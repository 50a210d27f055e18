//! Gatekeeper: a trusted-execution gatekeeper in Rust
//!
//! This crate answers one question three different ways: has a sufficient,
//! correctly authenticated, non-replayed set of principals approved this
//! exact action, and is it being executed in the right time window?
//!
//! - [`multisig::SignatureMultisig`] — authorizes via a bundle of detached
//!   recoverable ECDSA signatures over a deterministic transaction digest
//! - [`multisig::OnChainMultisig`] — authorizes via a stateful proposal
//!   ledger with submit/confirm/revoke/execute semantics
//! - [`timelock::Timelock`] — additionally gates *when* an authorized call
//!   may run, between a minimum delay and a grace deadline
//!
//! Authorized actions run against an [`exec::Environment`], which holds
//! native balances and pluggable call targets (such as the
//! [`token::Token`] ledger).
//!
//! # Example
//!
//! ```
//! use gatekeeper::multisig::OnChainMultisig;
//! use gatekeeper::exec::Environment;
//! use gatekeeper::crypto::KeyPair;
//!
//! let owners: Vec<String> = (0..3).map(|_| KeyPair::generate().address()).collect();
//! let mut wallet = OnChainMultisig::new(owners.clone(), 2).unwrap();
//!
//! let mut env = Environment::new();
//! env.deposit(wallet.address(), 2);
//!
//! let id = wallet.submit_transaction(&owners[0], "recipient", 2, b"").unwrap();
//! wallet.confirm_transaction(&owners[0], id).unwrap();
//! wallet.confirm_transaction(&owners[1], id).unwrap();
//! wallet.execute_transaction(&mut env, &owners[0], id).unwrap();
//!
//! assert_eq!(env.balance_of("recipient"), 2);
//! ```

pub mod cli;
pub mod crypto;
pub mod exec;
pub mod multisig;
pub mod timelock;
pub mod token;

// Re-export commonly used types
pub use crypto::{KeyPair, SIGNATURE_LENGTH};
pub use exec::{CallError, CallTarget, Environment};
pub use multisig::{
    collect_signatures, MultisigConfig, MultisigError, OnChainError, OnChainMultisig,
    SignatureMultisig,
};
pub use timelock::{Timelock, TimelockError, GRACE_PERIOD};
pub use token::{Token, TokenError};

========

PROBLEM REQUIREMENTS:
Scan the listing above for the word "gatekeeper" and show each line where it is found.

PROBLEM SOLUTION:
//! Gatekeeper: a trusted-execution gatekeeper in Rust
//! use gatekeeper::multisig::OnChainMultisig;
//! use gatekeeper::exec::Environment;
//! use gatekeeper::crypto::KeyPair;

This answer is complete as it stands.